Since our focus is on the calculations and disclosures, that fact was a glaring drawback in our view.  We opined exactly this issue to the Federal Reserve Board of Governors, they actually promulgated the original interim rule, during the industry comment period.
 
At the time in exploring this issue with regulators at both the national and state level, we got pretty much the same response, “well, examiners have to look at the HUD-1 anyway, they can get the payment information from there”.
 
After 29 years in the Carleton Research Department, I can’t even tell you how many times I have worked with auditors, compliance officers, attorneys, and examiners who believed an APR value was incorrect only to realize the issue was with  in accurate data entered into the APR check program they were using. This when all the payment information required was still in the Fedbox on the contract.

Now the expectation is to pull critical information from other documents?  Have you ever noticed how many numbers reside on a completed HUD-1 form?

It just seems that the new disclosures have opened a huge door on the opportunity for inaccuracies ranging from simple lapses to egregious errors on the part of auditors who now have to play detective with an assortment of documents.
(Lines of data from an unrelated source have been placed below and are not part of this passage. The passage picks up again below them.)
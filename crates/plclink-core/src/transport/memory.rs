//! ---
//! ems_section: "02-tag-layer"
//! ems_subsection: "module"
//! ems_type: "source"
//! ems_scope: "code"
//! ems_description: "In-memory controller used in development mode and tests."
//! ems_version: "v0.0.0-prealpha"
//! ems_owner: "tbd"
//! ---
use std::collections::{HashMap, HashSet};
use std::sync::atomic::{AtomicBool, AtomicUsize, Ordering};
use std::sync::Arc;
use std::time::Duration;

use async_trait::async_trait;
use parking_lot::Mutex;

use super::TransportAdapter;
use crate::error::{LinkError, Result};
use crate::value::{WireRead, WireValue, WireWrite};

/// Simulated controller memory keyed by element address.
///
/// Addresses never written read as the zero value of the requested type.
/// Clones share the same memory, so tests can keep a handle for inspection
/// after handing the adapter to a service.
#[derive(Debug, Clone, Default)]
pub struct SimulatedController {
    memory: Arc<Mutex<HashMap<String, WireValue>>>,
    faulted: Arc<Mutex<HashSet<String>>>,
    journal: Arc<Mutex<Vec<WireWrite>>>,
    offline: Arc<AtomicBool>,
    reads: Arc<AtomicUsize>,
    latency: Option<Duration>,
}

impl SimulatedController {
    pub fn new() -> Self {
        Self::default()
    }

    /// Delay every operation, to exercise concurrency and cancellation.
    pub fn with_latency(mut self, latency: Duration) -> Self {
        self.latency = Some(latency);
        self
    }

    pub fn set(&self, address: impl Into<String>, value: WireValue) {
        self.memory.lock().insert(address.into(), value);
    }

    /// Store a string as SINT character codes at `address[0..]`.
    pub fn set_text(&self, address: &str, text: &str) {
        let mut memory = self.memory.lock();
        for (index, byte) in text.bytes().enumerate() {
            memory.insert(format!("{address}[{index}]"), WireValue::Sint(byte as i8));
        }
    }

    pub fn get(&self, address: &str) -> Option<WireValue> {
        self.memory.lock().get(address).copied()
    }

    /// Make every operation on `address` fail with a transport error.
    pub fn fail_address(&self, address: impl Into<String>) {
        self.faulted.lock().insert(address.into());
    }

    pub fn set_offline(&self, offline: bool) {
        self.offline.store(offline, Ordering::SeqCst);
    }

    /// Writes applied so far, in order.
    pub fn journal(&self) -> Vec<WireWrite> {
        self.journal.lock().clone()
    }

    pub fn read_count(&self) -> usize {
        self.reads.load(Ordering::SeqCst)
    }

    async fn gate(&self, address: &str) -> Result<()> {
        if let Some(latency) = self.latency {
            tokio::time::sleep(latency).await;
        }
        if self.offline.load(Ordering::SeqCst) {
            return Err(LinkError::transport(address, "controller unreachable"));
        }
        if self.faulted.lock().contains(address) {
            return Err(LinkError::transport(address, "injected fault"));
        }
        Ok(())
    }
}

#[async_trait]
impl TransportAdapter for SimulatedController {
    fn name(&self) -> &'static str {
        "simulated"
    }

    async fn read(&self, op: &WireRead) -> Result<WireValue> {
        self.gate(&op.address).await?;
        self.reads.fetch_add(1, Ordering::SeqCst);
        Ok(self
            .memory
            .lock()
            .get(&op.address)
            .copied()
            .unwrap_or_else(|| WireValue::zero(op.wire_type)))
    }

    async fn write(&self, op: &WireWrite) -> Result<()> {
        self.gate(&op.address).await?;
        self.memory.lock().insert(op.address.clone(), op.value);
        self.journal.lock().push(op.clone());
        Ok(())
    }

    async fn probe(&self) -> Result<()> {
        if self.offline.load(Ordering::SeqCst) {
            return Err(LinkError::transport("simulated", "controller unreachable"));
        }
        Ok(())
    }
}

#[cfg(test)]
mod tests {
    use super::*;
    use crate::value::WireType;

    #[tokio::test]
    async fn read_write_cycle() {
        let controller = SimulatedController::new();
        let read = WireRead {
            address: "Line.Count".into(),
            wire_type: WireType::Dint,
        };
        assert_eq!(controller.read(&read).await.unwrap(), WireValue::Dint(0));

        controller
            .write(&WireWrite {
                address: "Line.Count".into(),
                value: WireValue::Dint(17),
            })
            .await
            .unwrap();
        assert_eq!(controller.read(&read).await.unwrap(), WireValue::Dint(17));
        assert_eq!(controller.journal().len(), 1);
        assert_eq!(controller.read_count(), 2);
    }

    #[tokio::test]
    async fn faults_and_outages_surface_as_transport_errors() {
        let controller = SimulatedController::new();
        controller.fail_address("Bad");
        let err = controller
            .read(&WireRead {
                address: "Bad".into(),
                wire_type: WireType::Bool,
            })
            .await
            .unwrap_err();
        assert!(matches!(err, LinkError::Transport { ref address, .. } if address == "Bad"));

        assert!(controller.status().await.connected);
        controller.set_offline(true);
        let status = controller.status().await;
        assert!(!status.connected);
        assert!(status.error.unwrap().contains("unreachable"));
    }
}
More information isn’t always better information.
 
*If you would like to view Carleton’s official comment letter to the FRB concerning the MDIA Mortgage Payment Disclosures, click on the link below:


 

Wednesday, March 5, 2014

Is Calculation Validation Included in Your Compliance Program?
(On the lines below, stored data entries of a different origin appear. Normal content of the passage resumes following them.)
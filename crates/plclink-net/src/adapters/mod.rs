//! ---
//! ems_section: "05-networking-external-interfaces"
//! ems_subsection: "module"
//! ems_type: "source"
//! ems_scope: "code"
//! ems_description: "Controller transports and their selection from configuration."
//! ems_version: "v0.0.0-prealpha"
//! ems_owner: "tbd"
//! ---
use std::sync::Arc;

use plclink_common::{AppConfig, TransportKind};
use plclink_core::{SimulatedController, TransportAdapter};
use tracing::info;

pub mod bridge;
pub mod cip;

pub use bridge::{parse_link, BridgeTransport, DdeLink};
pub use cip::CipTransport;

/// Instantiate the transport selected by `config.transport`.
pub fn build_transport(config: &AppConfig) -> Arc<dyn TransportAdapter> {
    info!(
        transport = config.transport.as_str(),
        endpoint = %config.endpoint(),
        "selecting controller transport"
    );
    match config.transport {
        TransportKind::Direct => Arc::new(CipTransport::new(&config.controller)),
        TransportKind::Bridge => Arc::new(BridgeTransport::new(&config.bridge)),
        TransportKind::Simulated => Arc::new(SimulatedController::new()),
    }
}

#[cfg(test)]
mod tests {
    use super::*;

    #[test]
    fn selects_configured_transport() {
        let mut config = AppConfig::default();
        assert_eq!(build_transport(&config).name(), "direct");
        config.transport = TransportKind::Bridge;
        assert_eq!(build_transport(&config).name(), "bridge");
        config.transport = TransportKind::Simulated;
        assert_eq!(build_transport(&config).name(), "simulated");
    }
}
Often we fall prey to not being able to see the forest because of the trees.  The details overwhelm us and we miss the proverbial big picture.  When it comes to the compliance of your credit calculations, I’m afraid these days the opposite may be taking place.

The nuances and parameters driving the calculations that create credit disclosures reside at such an esoteric, granular level that a long list of “900 lb. Gorillas” is currently over- crowding the room -- disparate impact, fair lending, ATR, QM, UDAAP, HMDA data -- none of which are focused on the integrity of how you calculate your traditional disclosures.

The consumer credit mathematics is often over-looked and, yes, taken for granted that it’s “just math” and influenced by the “we just need to find someone with an advanced mathematics degree” mind-set.

But if you have ever spent much time trying to unravel your institution’s settings, parameters, interest accrual methods, rounding options etc., you know the consumer credit math is its own animal when compared to mainstream, everyday arithmetic.

With the expansion of regulatory requirements it is paramount that all facets of a lender’s operation “cross foot and balance” so to speak.  We are calling that process “alignment.”

Alignment means the same methods are used throughout the life of the transaction.  The narrative description in the lending agreement states the lender will compute and accrue charges according to certain rules and parameters. The disclosure numbers populating the agreement are the product of employing those rules and parameters. The back end servicing calculations actually collect the charge in the exact same manner.  It all matches.

Sounds simple, right?

You would be surprised how often we see lending documents state that “charges will be computed on a 365 day year” in the promise to pay section, yet the numbers populating the form are generic,  periodic, 30/360, HP 12C type calculations. 
 
Those generic calculations are much simpler to program and compute and, most likely, have been embedded in the loan origination system for decades.  We’ve got an incongruity right off the bat and we haven’t even gotten to the servicing calculations yet.

There is a train of thought that “it all comes out in the wash” with the interest bearing, a.k.a. “simple interest”, transactions that dominate today’s credit market.  “The consumer isn’t going to make all of their payments exactly on due dates anyway, so what’s the big deal about the regular payment?”

 Well, beside the advent of debit/e-check/ACH payment proliferation rendering the previous adage practically unserviceable, there is the battle to define, determine, and evade the newly created CFPB two-headed specter of “deceptive” and “abusive”. 

What better defense than all phases of your operation accurately and consistently portraying the contractual obligation between the lender and the borrower?
 
It might be worthwhile to step out of the dense compliance forest for just a moment and take a close look at the tree that houses your system calculation engine.